Segment Start: Given data

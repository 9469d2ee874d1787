//! Search and department filtering over the employee collection.
//!
//! # Invariants
//! - Filtering never reorders or mutates the source collection.
//! - Empty criteria return every record.

use crate::model::employee::Employee;

/// Active search/department pair.
#[derive(Debug, Clone, Default, PartialEq, Eq)]
pub struct FilterCriteria {
    /// Case-insensitive substring; empty matches everything.
    pub search: String,
    /// Exact department value; empty matches everything.
    pub department: String,
}

impl FilterCriteria {
    pub fn new(search: impl Into<String>, department: impl Into<String>) -> Self {
        Self {
            search: search.into(),
            department: department.into(),
        }
    }

    pub fn is_empty(&self) -> bool {
        self.search.is_empty() && self.department.is_empty()
    }
}

/// Returns whether one record satisfies both predicates.
pub fn matches(employee: &Employee, criteria: &FilterCriteria) -> bool {
    matches_lowered(employee, &criteria.search.to_lowercase(), &criteria.department)
}

/// Filters records, preserving collection order.
pub fn apply<'a>(employees: &'a [Employee], criteria: &FilterCriteria) -> Vec<&'a Employee> {
    if criteria.is_empty() {
        return employees.iter().collect();
    }

    let needle = criteria.search.to_lowercase();
    employees
        .iter()
        .filter(|employee| matches_lowered(employee, &needle, &criteria.department))
        .collect()
}

fn matches_lowered(employee: &Employee, needle: &str, department: &str) -> bool {
    matches_search(employee, needle) && (department.is_empty() || employee.department == department)
}

fn matches_search(employee: &Employee, needle: &str) -> bool {
    if needle.is_empty() {
        return true;
    }

    [
        employee.first_name.as_str(),
        employee.last_name.as_str(),
        employee.email.as_str(),
    ]
    .iter()
    .any(|candidate| candidate.to_lowercase().contains(needle))
        || employee.display_name().to_lowercase().contains(needle)
}
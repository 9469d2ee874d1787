//! Translation boundary consumed by the core.
//!
//! # Responsibility
//! - Define the `Translator` interface used to render user-facing messages.
//! - Provide a built-in English/Turkish catalog with explicit locale
//!   subscriptions.
//!
//! # Invariants
//! - The core never reads a process-global locale; every message goes through
//!   a `Translator` passed in by the caller.

pub mod catalog;

/// Resolves a message key into human-readable text.
///
/// `replacements` fill `{placeholder}` markers in the resolved text. Callers
/// treat the returned string opaquely.
pub trait Translator {
    fn t(&self, key: &str, replacements: &[(&str, &str)]) -> String;
}

impl<T: Translator + ?Sized> Translator for &T {
    fn t(&self, key: &str, replacements: &[(&str, &str)]) -> String {
        (**self).t(key, replacements)
    }
}

/// Translator that echoes keys back. Useful where no catalog is wired.
#[derive(Debug, Clone, Copy, Default)]
pub struct KeyTranslator;

impl Translator for KeyTranslator {
    fn t(&self, key: &str, replacements: &[(&str, &str)]) -> String {
        apply_replacements(key, replacements)
    }
}

/// Replaces every `{name}` marker with its value.
pub fn apply_replacements(text: &str, replacements: &[(&str, &str)]) -> String {
    replacements
        .iter()
        .fold(text.to_string(), |acc, (placeholder, value)| {
            acc.replace(&format!("{{{placeholder}}}"), value)
        })
}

Segment End: Given data

_About this task_
After reading the data above, print it all again exactly.

_Result for this exercise_
repository 9469d2ee874d1787
//! Search and department filtering over the employee collection.
//!
//! # Invariants
//! - Filtering never reorders or mutates the source collection.
//! - Empty criteria return every record.

use crate::model::employee::Employee;

/// Active search/department pair.
#[derive(Debug, Clone, Default, PartialEq, Eq)]
pub struct FilterCriteria {
    /// Case-insensitive substring; empty matches everything.
    pub search: String,
    /// Exact department value; empty matches everything.
    pub department: String,
}

impl FilterCriteria {
    pub fn new(search: impl Into<String>, department: impl Into<String>) -> Self {
        Self {
            search: search.into(),
            department: department.into(),
        }
    }

    pub fn is_empty(&self) -> bool {
        self.search.is_empty() && self.department.is_empty()
    }
}

/// Returns whether one record satisfies both predicates.
pub fn matches(employee: &Employee, criteria: &FilterCriteria) -> bool {
    matches_lowered(employee, &criteria.search.to_lowercase(), &criteria.department)
}

/// Filters records, preserving collection order.
pub fn apply<'a>(employees: &'a [Employee], criteria: &FilterCriteria) -> Vec<&'a Employee> {
    if criteria.is_empty() {
        return employees.iter().collect();
    }

    let needle = criteria.search.to_lowercase();
    employees
        .iter()
        .filter(|employee| matches_lowered(employee, &needle, &criteria.department))
        .collect()
}

fn matches_lowered(employee: &Employee, needle: &str, department: &str) -> bool {
    matches_search(employee, needle) && (department.is_empty() || employee.department == department)
}

fn matches_search(employee: &Employee, needle: &str) -> bool {
    if needle.is_empty() {
        return true;
    }

    [
        employee.first_name.as_str(),
        employee.last_name.as_str(),
        employee.email.as_str(),
    ]
    .iter()
    .any(|candidate| candidate.to_lowercase().contains(needle))
        || employee.display_name().to_lowercase().contains(needle)
}
repository 9469d2ee874d1787
//! Translation boundary consumed by the core.
//!
//! # Responsibility
//! - Define the `Translator` interface used to render user-facing messages.
//! - Provide a built-in English/Turkish catalog with explicit locale
//!   subscriptions.
//!
//! # Invariants
//! - The core never reads a process-global locale; every message goes through
//!   a `Translator` passed in by the caller.

pub mod catalog;

/// Resolves a message key into human-readable text.
///
/// `replacements` fill `{placeholder}` markers in the resolved text. Callers
/// treat the returned string opaquely.
pub trait Translator {
    fn t(&self, key: &str, replacements: &[(&str, &str)]) -> String;
}

impl<T: Translator + ?Sized> Translator for &T {
    fn t(&self, key: &str, replacements: &[(&str, &str)]) -> String {
        (**self).t(key, replacements)
    }
}

/// Translator that echoes keys back. Useful where no catalog is wired.
#[derive(Debug, Clone, Copy, Default)]
pub struct KeyTranslator;

impl Translator for KeyTranslator {
    fn t(&self, key: &str, replacements: &[(&str, &str)]) -> String {
        apply_replacements(key, replacements)
    }
}

/// Replaces every `{name}` marker with its value.
pub fn apply_replacements(text: &str, replacements: &[(&str, &str)]) -> String {
    replacements
        .iter()
        .fold(text.to_string(), |acc, (placeholder, value)| {
            acc.replace(&format!("{{{placeholder}}}"), value)
        })
}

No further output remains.